The idea is that you cut up the DNA into little pieces. Then you make a gel, a jello like substance, that is about 1/4-inch thick and rectangular in shape about 3 inches by 4 inches. The gel is made in a mold that creates 12 small wells, or holes, on one end of the gel. You then micropippete a small amount of one of the DNA samples into one of the wells in the agarose gel. Then it is placed in a Electrophoresis tank and an electrical current is applied to the gel. DNA is polar, which means it has a positive end and a negative end. So when the electrical current is applied to the gel the DNA moves within the gel. This makes the DNA bands that TV uses in all there CSI shows. This is the Electrophoresis tank.

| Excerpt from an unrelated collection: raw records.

//! Error types for enlir-core

use std::path::PathBuf;
use thiserror::Error;

/// Result type alias using our Error type
pub type Result<T> = std::result::Result<T, Error>;

/// Errors that can occur in enlir-core
#[derive(Debug, Error)]
pub enum Error {
    /// Failed to read a file
    #[error("failed to read file '{path}': {source}")]
    FileRead {
        path: PathBuf,
        #[source]
        source: std::io::Error,
    },

    /// Failed to parse a worksheet export
    #[error("failed to parse worksheet '{path}': {message}")]
    SheetParse { path: PathBuf, message: String },

    /// CSV parsing error from the csv crate
    #[error("CSV error in '{path}': {source}")]
    Csv {
        path: PathBuf,
        #[source]
        source: csv::Error,
    },

    /// Directory traversal error
    #[error("failed to traverse directory: {0}")]
    WalkDir(#[from] walkdir::Error),

    /// No snapshot of the requested kind exists in the store
    #[error("no {kind} snapshot found under '{dir}'")]
    SnapshotNotFound { kind: &'static str, dir: PathBuf },

    /// Worksheet header does not carry a column a transformer needs
    #[error("column mismatch: worksheet '{sheet}' has no column '{column}'")]
    ColumnMismatch { sheet: String, column: String },

    /// A type-list id that is not part of the static table reached the merge
    #[error("id {id} is not defined in type list '{list}'")]
    UnknownTypeListId { list: &'static str, id: u32 },

    /// A name join matched more than one candidate (strict mode only)
    #[error("ambiguous join in pass '{pass}': '{key}' matches {count} candidates for {record}")]
    AmbiguousJoin {
        pass: &'static str,
        record: String,
        key: String,
        count: usize,
    },

    /// A relic name already carries a parenthesised suffix (strict mode only)
    #[error("relic '{relic}' already carries a parenthesised suffix; realm-qualified joins would be unreliable")]
    QualifiedRelicName { relic: String },

    /// A merge pass failed; the whole run is abandoned
    #[error("merge aborted in pass '{pass}': {source}")]
    MergeAborted {
        pass: &'static str,
        #[source]
        source: Box<Error>,
    },

    /// IO error
    #[error("IO error: {0}")]
    Io(#[from] std::io::Error),

    /// JSON serialization error
    #[error("JSON error: {0}")]
    Json(#[from] serde_json::Error),
}
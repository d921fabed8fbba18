use crate::error::Result;
use crate::model::MergeResultsContainer;
use crate::storage::MergeStorage;
use std::sync::{Arc, PoisonError, RwLock};

/// One published merge result; `generation` increases with every publish
#[derive(Debug, Default)]
pub struct Snapshot {
    pub generation: u64,
    pub results: MergeResultsContainer,
}

/// Holder of the current snapshot
///
/// Publishing swaps in a whole new snapshot; readers keep whatever `Arc` they
/// already hold, so nobody ever observes a partially replaced container.
#[derive(Debug)]
pub struct EnlirRepository {
    current: RwLock<Arc<Snapshot>>,
}

impl Default for EnlirRepository {
    fn default() -> Self {
        Self {
            current: RwLock::new(Arc::new(Snapshot::default())),
        }
    }
}

impl EnlirRepository {
    /// Repository serving `results` as generation 1
    pub fn new(results: MergeResultsContainer) -> Self {
        let repository = Self::default();
        repository.publish(results);
        repository
    }

    /// Seed from the newest stored merge snapshot
    pub fn from_storage<S: MergeStorage>(storage: &S) -> Result<Self> {
        Ok(Self::new(storage.retrieve_latest_merge_results()?))
    }

    /// The snapshot published most recently
    pub fn current(&self) -> Arc<Snapshot> {
        let guard = self.current.read().unwrap_or_else(PoisonError::into_inner);
        Arc::clone(&guard)
    }

    /// Replace the current snapshot, returning the new generation
    pub fn publish(&self, results: MergeResultsContainer) -> u64 {
        let mut guard = self.current.write().unwrap_or_else(PoisonError::into_inner);
        let generation = guard.generation + 1;
        *guard = Arc::new(Snapshot {
            generation,
            results,
        });
        tracing::info!(generation, "published merge snapshot");
        generation
    }

    /// Publish the newest stored merge snapshot
    pub fn reload<S: MergeStorage>(&self, storage: &S) -> Result<u64> {
        let results = storage.retrieve_latest_merge_results()?;
        Ok(self.publish(results))
    }
}

#[cfg(test)]
mod tests {
    use super::*;

    #[test]
    fn test_publish_swaps_whole_snapshot() {
        let repository = EnlirRepository::new(MergeResultsContainer::default());
        let before = repository.current();
        assert_eq!(before.generation, 1);

        let mut results = MergeResultsContainer::default();
        results.experiences.push(Default::default());
        let generation = repository.publish(results);

        assert_eq!(generation, 2);
        assert_eq!(repository.current().results.experiences.len(), 1);
        // readers holding the old snapshot are unaffected
        assert!(before.results.experiences.is_empty());
    }
}
//! Directory scanner for discovering exported Enlir worksheets

use crate::error::Result;
use crate::parser::parse_sheet;
use crate::sheet::{Sheet, SheetKind};
use serde::{Deserialize, Serialize};
use std::collections::BTreeMap;
use std::path::{Path, PathBuf};
use walkdir::WalkDir;

/// Every worksheet found in an import directory
#[derive(Debug, Clone, Default, Serialize, Deserialize)]
pub struct ImportResults {
    /// Root directory that was scanned
    pub root: PathBuf,
    /// Parsed worksheets, at most one per kind
    pub sheets: BTreeMap<SheetKind, Sheet>,
    /// CSV files that did not map to a known worksheet
    pub ignored_files: Vec<PathBuf>,
}

impl ImportResults {
    /// Build from already-parsed sheets (useful for testing)
    pub fn from_sheets(sheets: impl IntoIterator<Item = Sheet>) -> Self {
        Self {
            root: PathBuf::new(),
            sheets: sheets.into_iter().map(|s| (s.kind, s)).collect(),
            ignored_files: Vec::new(),
        }
    }

    /// Find a sheet by kind
    pub fn sheet(&self, kind: SheetKind) -> Option<&Sheet> {
        self.sheets.get(&kind)
    }

    /// Worksheets that were not found
    pub fn missing_sheets(&self) -> Vec<SheetKind> {
        SheetKind::ALL
            .into_iter()
            .filter(|k| !self.sheets.contains_key(k))
            .collect()
    }

    /// Total number of imported rows
    pub fn total_rows(&self) -> usize {
        self.sheets.values().map(Sheet::row_count).sum()
    }
}

/// Scan a directory for worksheet CSV exports and parse them
///
/// When two files map to the same worksheet, the one whose path sorts last wins
/// and the other is reported in `ignored_files`.
pub fn scan_import_dir<P: AsRef<Path>>(root: P) -> Result<ImportResults> {
    let root = root.as_ref();
    let mut found: BTreeMap<SheetKind, Vec<PathBuf>> = BTreeMap::new();
    let mut ignored_files = Vec::new();

    for entry in WalkDir::new(root)
        .follow_links(true)
        .sort_by_file_name()
        .into_iter()
        .filter_map(|e| e.ok())
    {
        let path = entry.path();

        // Only process CSV files
        if !path.extension().is_some_and(|ext| ext.eq_ignore_ascii_case("csv")) {
            continue;
        }

        match path
            .file_stem()
            .and_then(|s| s.to_str())
            .and_then(SheetKind::from_file_stem)
        {
            Some(kind) => found.entry(kind).or_default().push(path.to_path_buf()),
            None => {
                tracing::info!(path = %path.display(), "skipping file that is not a known worksheet");
                ignored_files.push(path.to_path_buf());
            }
        }
    }

    let mut sheets = BTreeMap::new();
    for (kind, mut paths) in found {
        paths.sort();
        let chosen = match paths.pop() {
            Some(p) => p,
            None => continue,
        };
        if !paths.is_empty() {
            tracing::warn!(
                sheet = %kind,
                chosen = %chosen.display(),
                duplicates = paths.len(),
                "multiple exports found for worksheet"
            );
            ignored_files.extend(paths);
        }

        let sheet = parse_sheet(&chosen, kind)?;
        tracing::info!(sheet = %kind, rows = sheet.row_count(), "imported worksheet");
        sheets.insert(kind, sheet);
    }

    Ok(ImportResults {
        root: root.to_path_buf(),
        sheets,
        ignored_files,
    })
}

#[cfg(test)]
mod tests {
    use super::*;
    use crate::parser::parse_sheet_str;
    use std::fs;

    fn temp_dir(name: &str) -> PathBuf {
        let dir = std::env::temp_dir().join(format!("enlir-scanner-{}-{}", name, std::process::id()));
        let _ = fs::remove_dir_all(&dir);
        fs::create_dir_all(&dir).unwrap();
        dir
    }

    #[test]
    fn test_scan_maps_file_names() {
        let dir = temp_dir("maps");
        fs::write(dir.join("Events.csv"), "Event,Realm\nFat Chocobo,V\n").unwrap();
        fs::write(dir.join("soul_breaks.csv"), "Name,Character\nOmnislash,Cloud\n").unwrap();
        fs::write(dir.join("Calculator.csv"), "A\n1\n").unwrap();
        fs::write(dir.join("notes.txt"), "ignored").unwrap();

        let result = scan_import_dir(&dir).unwrap();

        assert_eq!(result.sheets.len(), 2);
        assert_eq!(result.sheet(SheetKind::Events).unwrap().row_count(), 1);
        assert!(result.sheet(SheetKind::SoulBreaks).is_some());
        assert_eq!(result.ignored_files.len(), 1);
        assert!(result.missing_sheets().contains(&SheetKind::Characters));

        fs::remove_dir_all(&dir).unwrap();
    }

    #[test]
    fn test_from_sheets() {
        let sheet = parse_sheet_str("Event\nFat Chocobo\n", SheetKind::Events).unwrap();
        let result = ImportResults::from_sheets(vec![sheet]);

        assert_eq!(result.total_rows(), 1);
        assert_eq!(result.missing_sheets().len(), SheetKind::ALL.len() - 1);
    }
}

This is what we got after we took the gel out and put it in the UV ray to see the bands. IT WAS WAY COOL!

This is all we could do this week. next week will run a PCR, a way to reproduce the gene of interest in great amounts.

We ended the day having a discussion on inquiry learning and how we could incorporate the inquiry process in our classes. All teachers in my group realize that what we are doing would not be entirely possible in a basic biology class. Most of us, including me, do not have the tools or equipment for most of what we are doing. But we do take away our experiences with these procedures and an understanding how important it is to allow students to dig and figure out things on there own. This way they are engaged and when they are engaged they are learning.